• **Data section**:
§
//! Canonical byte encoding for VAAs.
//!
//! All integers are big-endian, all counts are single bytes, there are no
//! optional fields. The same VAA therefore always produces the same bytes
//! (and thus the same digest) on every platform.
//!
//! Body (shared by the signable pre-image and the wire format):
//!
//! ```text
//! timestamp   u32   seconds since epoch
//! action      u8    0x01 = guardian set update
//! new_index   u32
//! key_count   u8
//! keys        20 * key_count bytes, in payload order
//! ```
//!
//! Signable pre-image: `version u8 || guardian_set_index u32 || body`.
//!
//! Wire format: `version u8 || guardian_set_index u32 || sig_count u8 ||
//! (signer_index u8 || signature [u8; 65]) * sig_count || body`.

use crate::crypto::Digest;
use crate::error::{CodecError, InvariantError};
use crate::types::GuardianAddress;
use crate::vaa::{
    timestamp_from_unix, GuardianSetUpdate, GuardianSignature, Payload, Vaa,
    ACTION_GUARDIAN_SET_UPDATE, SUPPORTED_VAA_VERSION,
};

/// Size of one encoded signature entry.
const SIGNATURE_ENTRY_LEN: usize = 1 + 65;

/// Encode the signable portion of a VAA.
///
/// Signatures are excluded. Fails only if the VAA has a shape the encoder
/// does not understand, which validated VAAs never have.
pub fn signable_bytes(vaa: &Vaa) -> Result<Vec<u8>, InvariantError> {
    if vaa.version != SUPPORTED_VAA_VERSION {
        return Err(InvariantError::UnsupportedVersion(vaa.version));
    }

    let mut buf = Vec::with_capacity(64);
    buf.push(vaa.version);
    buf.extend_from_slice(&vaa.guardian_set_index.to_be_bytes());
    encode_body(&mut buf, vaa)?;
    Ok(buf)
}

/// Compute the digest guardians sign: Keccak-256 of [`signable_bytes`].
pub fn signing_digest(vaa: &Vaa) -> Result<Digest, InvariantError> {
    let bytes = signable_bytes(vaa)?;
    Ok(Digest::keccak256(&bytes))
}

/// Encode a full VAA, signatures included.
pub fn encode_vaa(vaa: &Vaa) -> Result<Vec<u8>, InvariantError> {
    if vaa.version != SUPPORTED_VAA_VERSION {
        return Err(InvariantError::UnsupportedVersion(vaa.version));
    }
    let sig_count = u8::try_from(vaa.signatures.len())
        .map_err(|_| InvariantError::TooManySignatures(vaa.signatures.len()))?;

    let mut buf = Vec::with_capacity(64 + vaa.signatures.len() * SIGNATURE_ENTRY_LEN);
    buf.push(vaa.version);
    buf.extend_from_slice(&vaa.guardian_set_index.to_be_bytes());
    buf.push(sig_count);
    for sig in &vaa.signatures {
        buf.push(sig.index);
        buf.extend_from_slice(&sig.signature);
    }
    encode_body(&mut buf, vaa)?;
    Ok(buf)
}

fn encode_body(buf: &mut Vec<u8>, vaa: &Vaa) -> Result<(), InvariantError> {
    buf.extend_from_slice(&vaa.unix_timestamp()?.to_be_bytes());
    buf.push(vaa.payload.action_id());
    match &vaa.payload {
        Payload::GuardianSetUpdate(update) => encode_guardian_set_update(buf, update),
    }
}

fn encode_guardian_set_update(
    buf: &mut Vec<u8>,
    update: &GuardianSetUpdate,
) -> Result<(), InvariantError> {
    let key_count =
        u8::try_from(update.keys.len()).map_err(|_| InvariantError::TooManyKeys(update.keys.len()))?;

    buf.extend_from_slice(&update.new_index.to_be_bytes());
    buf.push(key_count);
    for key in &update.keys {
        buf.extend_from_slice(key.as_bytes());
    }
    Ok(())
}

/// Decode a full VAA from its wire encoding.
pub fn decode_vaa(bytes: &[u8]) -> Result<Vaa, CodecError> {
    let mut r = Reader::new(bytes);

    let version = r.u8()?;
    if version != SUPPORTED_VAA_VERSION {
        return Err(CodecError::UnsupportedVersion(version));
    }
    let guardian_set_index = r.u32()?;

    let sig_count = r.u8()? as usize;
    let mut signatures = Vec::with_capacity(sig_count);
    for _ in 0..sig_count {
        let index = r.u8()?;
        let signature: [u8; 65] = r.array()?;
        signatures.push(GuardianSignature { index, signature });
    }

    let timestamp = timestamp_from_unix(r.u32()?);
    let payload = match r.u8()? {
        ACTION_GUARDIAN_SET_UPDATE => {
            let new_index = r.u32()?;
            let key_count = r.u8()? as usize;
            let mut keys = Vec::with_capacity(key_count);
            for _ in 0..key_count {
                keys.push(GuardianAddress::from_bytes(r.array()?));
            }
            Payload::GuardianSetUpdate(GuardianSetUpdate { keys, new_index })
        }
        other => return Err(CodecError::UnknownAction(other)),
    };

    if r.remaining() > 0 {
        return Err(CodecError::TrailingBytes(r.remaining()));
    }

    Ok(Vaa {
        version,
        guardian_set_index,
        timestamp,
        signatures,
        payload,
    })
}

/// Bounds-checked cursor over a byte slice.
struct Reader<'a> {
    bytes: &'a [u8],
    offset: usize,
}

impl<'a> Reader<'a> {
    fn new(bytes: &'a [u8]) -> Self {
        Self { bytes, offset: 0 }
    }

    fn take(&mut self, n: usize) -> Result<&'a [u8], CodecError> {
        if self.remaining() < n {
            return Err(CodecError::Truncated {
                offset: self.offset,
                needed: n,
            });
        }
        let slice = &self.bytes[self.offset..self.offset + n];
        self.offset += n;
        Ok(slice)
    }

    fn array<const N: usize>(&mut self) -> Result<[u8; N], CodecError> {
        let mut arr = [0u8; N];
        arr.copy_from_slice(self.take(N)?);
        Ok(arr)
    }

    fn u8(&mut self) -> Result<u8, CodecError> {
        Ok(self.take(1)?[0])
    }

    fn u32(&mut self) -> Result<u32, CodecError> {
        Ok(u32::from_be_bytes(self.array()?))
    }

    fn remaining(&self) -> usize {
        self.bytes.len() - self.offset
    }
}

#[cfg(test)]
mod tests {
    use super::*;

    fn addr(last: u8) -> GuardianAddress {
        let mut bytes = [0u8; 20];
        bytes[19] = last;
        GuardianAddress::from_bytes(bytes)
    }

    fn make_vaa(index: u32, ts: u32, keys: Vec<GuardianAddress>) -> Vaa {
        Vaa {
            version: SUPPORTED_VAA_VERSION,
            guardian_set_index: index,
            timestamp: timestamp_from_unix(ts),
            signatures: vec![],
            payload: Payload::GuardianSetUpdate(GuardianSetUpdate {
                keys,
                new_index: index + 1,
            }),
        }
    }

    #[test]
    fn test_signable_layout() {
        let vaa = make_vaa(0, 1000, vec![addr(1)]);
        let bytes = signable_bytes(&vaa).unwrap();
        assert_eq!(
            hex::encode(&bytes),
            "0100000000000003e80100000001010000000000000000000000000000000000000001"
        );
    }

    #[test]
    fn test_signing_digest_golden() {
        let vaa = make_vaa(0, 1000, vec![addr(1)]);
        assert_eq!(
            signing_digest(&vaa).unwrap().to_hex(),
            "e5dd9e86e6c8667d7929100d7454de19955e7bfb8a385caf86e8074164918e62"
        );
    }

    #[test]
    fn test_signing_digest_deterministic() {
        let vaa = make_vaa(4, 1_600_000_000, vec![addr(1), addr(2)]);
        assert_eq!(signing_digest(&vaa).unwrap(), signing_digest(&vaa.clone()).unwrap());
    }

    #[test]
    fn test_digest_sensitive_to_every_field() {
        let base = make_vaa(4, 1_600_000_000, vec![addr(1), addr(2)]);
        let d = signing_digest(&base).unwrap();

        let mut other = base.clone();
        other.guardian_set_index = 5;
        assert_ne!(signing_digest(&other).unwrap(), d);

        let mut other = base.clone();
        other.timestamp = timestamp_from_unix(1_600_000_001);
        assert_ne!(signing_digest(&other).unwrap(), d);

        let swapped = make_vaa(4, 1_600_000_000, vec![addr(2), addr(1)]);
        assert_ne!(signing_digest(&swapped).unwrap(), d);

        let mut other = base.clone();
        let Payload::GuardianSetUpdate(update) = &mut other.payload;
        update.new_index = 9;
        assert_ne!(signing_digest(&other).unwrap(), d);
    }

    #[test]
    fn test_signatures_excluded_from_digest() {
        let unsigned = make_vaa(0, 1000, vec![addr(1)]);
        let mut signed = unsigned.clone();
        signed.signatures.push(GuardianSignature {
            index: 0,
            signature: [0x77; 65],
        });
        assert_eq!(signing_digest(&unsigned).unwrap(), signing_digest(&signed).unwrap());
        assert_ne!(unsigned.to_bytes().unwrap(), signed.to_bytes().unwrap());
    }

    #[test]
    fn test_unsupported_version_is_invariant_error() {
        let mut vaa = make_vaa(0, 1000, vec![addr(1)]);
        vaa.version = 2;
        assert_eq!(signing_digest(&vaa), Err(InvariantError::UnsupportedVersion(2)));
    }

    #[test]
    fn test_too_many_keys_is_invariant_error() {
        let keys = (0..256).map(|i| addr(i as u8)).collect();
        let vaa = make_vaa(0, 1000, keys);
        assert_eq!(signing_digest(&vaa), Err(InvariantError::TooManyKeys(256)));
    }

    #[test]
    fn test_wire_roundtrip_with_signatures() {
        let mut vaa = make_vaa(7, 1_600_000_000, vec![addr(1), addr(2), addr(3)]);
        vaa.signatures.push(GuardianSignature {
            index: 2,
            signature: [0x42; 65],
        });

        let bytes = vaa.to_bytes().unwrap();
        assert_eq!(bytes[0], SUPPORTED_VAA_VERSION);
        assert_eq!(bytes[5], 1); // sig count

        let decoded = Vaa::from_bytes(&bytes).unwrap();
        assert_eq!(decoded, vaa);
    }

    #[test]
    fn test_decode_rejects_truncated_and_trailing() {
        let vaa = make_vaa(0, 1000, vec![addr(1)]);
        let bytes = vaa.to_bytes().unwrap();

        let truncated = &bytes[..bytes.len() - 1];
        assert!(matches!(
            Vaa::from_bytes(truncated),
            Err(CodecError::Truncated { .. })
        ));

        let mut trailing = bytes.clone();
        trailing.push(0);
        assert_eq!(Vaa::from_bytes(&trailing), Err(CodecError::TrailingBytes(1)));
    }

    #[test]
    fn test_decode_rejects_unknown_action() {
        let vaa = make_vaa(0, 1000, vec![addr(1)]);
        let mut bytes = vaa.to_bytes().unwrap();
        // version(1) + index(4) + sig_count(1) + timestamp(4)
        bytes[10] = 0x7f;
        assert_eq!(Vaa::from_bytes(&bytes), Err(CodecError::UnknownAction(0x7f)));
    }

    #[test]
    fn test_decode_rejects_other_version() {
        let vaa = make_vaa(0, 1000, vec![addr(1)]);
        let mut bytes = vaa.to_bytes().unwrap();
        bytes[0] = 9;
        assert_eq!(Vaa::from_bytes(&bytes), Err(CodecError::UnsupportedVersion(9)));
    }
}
§
• **Work instructions**: With the line that has "GuardianAddress::from_bytes(bytes)" as the first and the line that has "let vaa = make_vaa(4, 1_600_000_000, vec![addr(1), addr(2)]);" as the last, repeat exactly that run of lines above and no more.

• **Reply to the task**:
        GuardianAddress::from_bytes(bytes)
    }

    fn make_vaa(index: u32, ts: u32, keys: Vec<GuardianAddress>) -> Vaa {
        Vaa {
            version: SUPPORTED_VAA_VERSION,
            guardian_set_index: index,
            timestamp: timestamp_from_unix(ts),
            signatures: vec![],
            payload: Payload::GuardianSetUpdate(GuardianSetUpdate {
                keys,
                new_index: index + 1,
            }),
        }
    }

    #[test]
    fn test_signable_layout() {
        let vaa = make_vaa(0, 1000, vec![addr(1)]);
        let bytes = signable_bytes(&vaa).unwrap();
        assert_eq!(
            hex::encode(&bytes),
            "0100000000000003e80100000001010000000000000000000000000000000000000001"
        );
    }

    #[test]
    fn test_signing_digest_golden() {
        let vaa = make_vaa(0, 1000, vec![addr(1)]);
        assert_eq!(
            signing_digest(&vaa).unwrap().to_hex(),
            "e5dd9e86e6c8667d7929100d7454de19955e7bfb8a385caf86e8074164918e62"
        );
    }

    #[test]
    fn test_signing_digest_deterministic() {
        let vaa = make_vaa(4, 1_600_000_000, vec![addr(1), addr(2)]);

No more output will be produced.